- **Exercise aim**
What you return has to match the listing below line for line.

++++++++++++++++++++

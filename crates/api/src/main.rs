use std::sync::Arc;

use schelper_api::app::{self, AppServices};
use schelper_api::config::Settings;
use schelper_api::lifecycle::{AppLifespan, Lifecycle};
use schelper_api::server;

#[tokio::main]
async fn main() -> anyhow::Result<()> {
    let logs = schelper_observability::init();

    let settings = Settings::from_env()?;
    if settings.uses_default_secret() {
        tracing::warn!("JWT_SECRET not set; using insecure dev default");
    }

    let services = Arc::new(AppServices::from_settings(&settings)?);
    let lifespan = AppLifespan::new(services.db.clone(), logs);
    let router = app::build_app(services);
    tracing::info!(title = app::APP_TITLE, "application built");

    Lifecycle::new(lifespan)
        .run(server::serve(router, server::bind_addr()))
        .await?;
    Ok(())
}
//! Entity trait: persisted records addressed by a stable identifier.

/// A record with identity.
///
/// Two entities with the same id are the same record, whatever their other
/// attributes say.
pub trait Entity {
    /// Strongly-typed identifier.
    type Id: Copy + Eq + core::hash::Hash + core::fmt::Debug + core::fmt::Display;

    /// Short lowercase name used in log fields and error messages (e.g. "user").
    const KIND: &'static str;

    /// Returns the entity identifier.
    fn id(&self) -> Self::Id;
}
//! Value objects: equality by value, validated on construction.

use serde::{Deserialize, Serialize};

use crate::error::{DomainError, DomainResult};

/// Marker trait for value objects.
///
/// Value objects are immutable and compared by value. Constructors validate,
/// so holding one means the invariant already holds.
pub trait ValueObject: Clone + PartialEq + core::fmt::Debug {}

/// Minimum accepted password length (in characters).
pub const MIN_PASSWORD_LEN: usize = 6;

/// A syntactically valid email address.
///
/// The domain part is lowercased; the local part is kept as given.
#[derive(Debug, Clone, PartialEq, Eq, Hash, Serialize, Deserialize)]
#[serde(try_from = "String", into = "String")]
pub struct Email(String);

impl Email {
    pub fn parse(raw: impl AsRef<str>) -> DomainResult<Self> {
        let raw = raw.as_ref().trim();
        if raw.chars().any(char::is_whitespace) {
            return Err(DomainError::validation("email must not contain whitespace"));
        }

        let (local, domain) = raw
            .split_once('@')
            .ok_or_else(|| DomainError::validation("email must contain '@'"))?;

        if local.is_empty() || domain.contains('@') {
            return Err(DomainError::validation("email has an invalid local part"));
        }

        let labels: Vec<&str> = domain.split('.').collect();
        if labels.len() < 2 || !labels.iter().all(|l| is_domain_label(l)) {
            return Err(DomainError::validation("email has an invalid domain"));
        }
        if labels.last().is_some_and(|tld| tld.chars().all(|c| c.is_ascii_digit())) {
            return Err(DomainError::validation("email top-level domain must not be numeric"));
        }

        Ok(Self(format!("{}@{}", local, domain.to_ascii_lowercase())))
    }

    pub fn as_str(&self) -> &str {
        &self.0
    }
}

/// Letters, digits and inner hyphens, at most 63 characters.
fn is_domain_label(label: &str) -> bool {
    !label.is_empty()
        && label.len() <= 63
        && !label.starts_with('-')
        && !label.ends_with('-')
        && label.chars().all(|c| c.is_ascii_alphanumeric() || c == '-')
}

impl ValueObject for Email {}

impl core::fmt::Display for Email {
    fn fmt(&self, f: &mut core::fmt::Formatter<'_>) -> core::fmt::Result {
        f.write_str(&self.0)
    }
}

impl TryFrom<String> for Email {
    type Error = DomainError;

    fn try_from(value: String) -> Result<Self, Self::Error> {
        Self::parse(value)
    }
}

impl From<Email> for String {
    fn from(value: Email) -> Self {
        value.0
    }
}

/// A plaintext password that satisfies the length policy.
///
/// `Debug` never prints the secret.
#[derive(Clone, PartialEq, Eq)]
pub struct Password(String);

impl Password {
    pub fn parse(raw: impl Into<String>) -> DomainResult<Self> {
        let raw = raw.into();
        if raw.chars().count() < MIN_PASSWORD_LEN {
            return Err(DomainError::validation(format!(
                "password must be at least {MIN_PASSWORD_LEN} characters"
            )));
        }
        Ok(Self(raw))
    }

    pub fn expose(&self) -> &str {
        &self.0
    }
}

impl ValueObject for Password {}

impl core::fmt::Debug for Password {
    fn fmt(&self, f: &mut core::fmt::Formatter<'_>) -> core::fmt::Result {
        f.write_str("Password(***)")
    }
}
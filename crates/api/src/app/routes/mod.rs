use axum::Router;

use crate::middleware::{self, AuthState};

pub mod auth;
pub mod health;
pub mod users;

/// A named group of routes sharing a path prefix.
pub struct RouteGroup {
    pub name: &'static str,
    pub prefix: &'static str,
    pub router: Router,
}

/// The application's route groups: auth, users, health.
///
/// Only `users` sits behind bearer authentication.
pub fn route_groups(auth_state: AuthState) -> Vec<RouteGroup> {
    vec![
        RouteGroup {
            name: "auth",
            prefix: auth::PREFIX,
            router: auth::router(),
        },
        RouteGroup {
            name: "users",
            prefix: users::PREFIX,
            router: users::router().route_layer(axum::middleware::from_fn_with_state(
                auth_state,
                middleware::auth_middleware,
            )),
        },
        RouteGroup {
            name: "health",
            prefix: health::PREFIX,
            router: health::router(),
        },
    ]
}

++++++++++++++++++++

- **Exercise response**
filename crates/api/src/main.rs
use std::sync::Arc;

use schelper_api::app::{self, AppServices};
use schelper_api::config::Settings;
use schelper_api::lifecycle::{AppLifespan, Lifecycle};
use schelper_api::server;

#[tokio::main]
async fn main() -> anyhow::Result<()> {
    let logs = schelper_observability::init();

    let settings = Settings::from_env()?;
    if settings.uses_default_secret() {
        tracing::warn!("JWT_SECRET not set; using insecure dev default");
    }

    let services = Arc::new(AppServices::from_settings(&settings)?);
    let lifespan = AppLifespan::new(services.db.clone(), logs);
    let router = app::build_app(services);
    tracing::info!(title = app::APP_TITLE, "application built");

    Lifecycle::new(lifespan)
        .run(server::serve(router, server::bind_addr()))
        .await?;
    Ok(())
}
//! Entity trait: persisted records addressed by a stable identifier.

/// A record with identity.
///
/// Two entities with the same id are the same record, whatever their other
/// attributes say.
pub trait Entity {
    /// Strongly-typed identifier.
    type Id: Copy + Eq + core::hash::Hash + core::fmt::Debug + core::fmt::Display;

    /// Short lowercase name used in log fields and error messages (e.g. "user").
    const KIND: &'static str;

    /// Returns the entity identifier.
    fn id(&self) -> Self::Id;
}
//! Value objects: equality by value, validated on construction.

use serde::{Deserialize, Serialize};

use crate::error::{DomainError, DomainResult};

/// Marker trait for value objects.
///
/// Value objects are immutable and compared by value. Constructors validate,
/// so holding one means the invariant already holds.
pub trait ValueObject: Clone + PartialEq + core::fmt::Debug {}

/// Minimum accepted password length (in characters).
pub const MIN_PASSWORD_LEN: usize = 6;

/// A syntactically valid email address.
///
/// The domain part is lowercased; the local part is kept as given.
#[derive(Debug, Clone, PartialEq, Eq, Hash, Serialize, Deserialize)]
#[serde(try_from = "String", into = "String")]
pub struct Email(String);

impl Email {
    pub fn parse(raw: impl AsRef<str>) -> DomainResult<Self> {
        let raw = raw.as_ref().trim();
        if raw.chars().any(char::is_whitespace) {
            return Err(DomainError::validation("email must not contain whitespace"));
        }

        let (local, domain) = raw
            .split_once('@')
            .ok_or_else(|| DomainError::validation("email must contain '@'"))?;

        if local.is_empty() || domain.contains('@') {
            return Err(DomainError::validation("email has an invalid local part"));
        }

        let labels: Vec<&str> = domain.split('.').collect();
        if labels.len() < 2 || !labels.iter().all(|l| is_domain_label(l)) {
            return Err(DomainError::validation("email has an invalid domain"));
        }
        if labels.last().is_some_and(|tld| tld.chars().all(|c| c.is_ascii_digit())) {
            return Err(DomainError::validation("email top-level domain must not be numeric"));
        }

        Ok(Self(format!("{}@{}", local, domain.to_ascii_lowercase())))
    }

    pub fn as_str(&self) -> &str {
        &self.0
    }
}

/// Letters, digits and inner hyphens, at most 63 characters.
fn is_domain_label(label: &str) -> bool {
    !label.is_empty()
        && label.len() <= 63
        && !label.starts_with('-')
        && !label.ends_with('-')
        && label.chars().all(|c| c.is_ascii_alphanumeric() || c == '-')
}

impl ValueObject for Email {}

impl core::fmt::Display for Email {
    fn fmt(&self, f: &mut core::fmt::Formatter<'_>) -> core::fmt::Result {
        f.write_str(&self.0)
    }
}

impl TryFrom<String> for Email {
    type Error = DomainError;

    fn try_from(value: String) -> Result<Self, Self::Error> {
        Self::parse(value)
    }
}

impl From<Email> for String {
    fn from(value: Email) -> Self {
        value.0
    }
}

/// A plaintext password that satisfies the length policy.
///
/// `Debug` never prints the secret.
#[derive(Clone, PartialEq, Eq)]
pub struct Password(String);

impl Password {
    pub fn parse(raw: impl Into<String>) -> DomainResult<Self> {
        let raw = raw.into();
        if raw.chars().count() < MIN_PASSWORD_LEN {
            return Err(DomainError::validation(format!(
                "password must be at least {MIN_PASSWORD_LEN} characters"
            )));
        }
        Ok(Self(raw))
    }

    pub fn expose(&self) -> &str {
        &self.0
    }
}

impl ValueObject for Password {}

impl core::fmt::Debug for Password {
    fn fmt(&self, f: &mut core::fmt::Formatter<'_>) -> core::fmt::Result {
        f.write_str("Password(***)")
    }
}
filename crates/api/src/app/routes/mod.rs
use axum::Router;

use crate::middleware::{self, AuthState};

pub mod auth;
pub mod health;
pub mod users;

/// A named group of routes sharing a path prefix.
pub struct RouteGroup {
    pub name: &'static str,
    pub prefix: &'static str,
    pub router: Router,
}

/// The application's route groups: auth, users, health.
///
/// Only `users` sits behind bearer authentication.
pub fn route_groups(auth_state: AuthState) -> Vec<RouteGroup> {
    vec![
        RouteGroup {
            name: "auth",
            prefix: auth::PREFIX,
            router: auth::router(),
        },
        RouteGroup {
            name: "users",
            prefix: users::PREFIX,
            router: users::router().route_layer(axum::middleware::from_fn_with_state(
                auth_state,
                middleware::auth_middleware,
            )),
        },
        RouteGroup {
            name: "health",
            prefix: health::PREFIX,
            router: health::router(),
        },
    ]
}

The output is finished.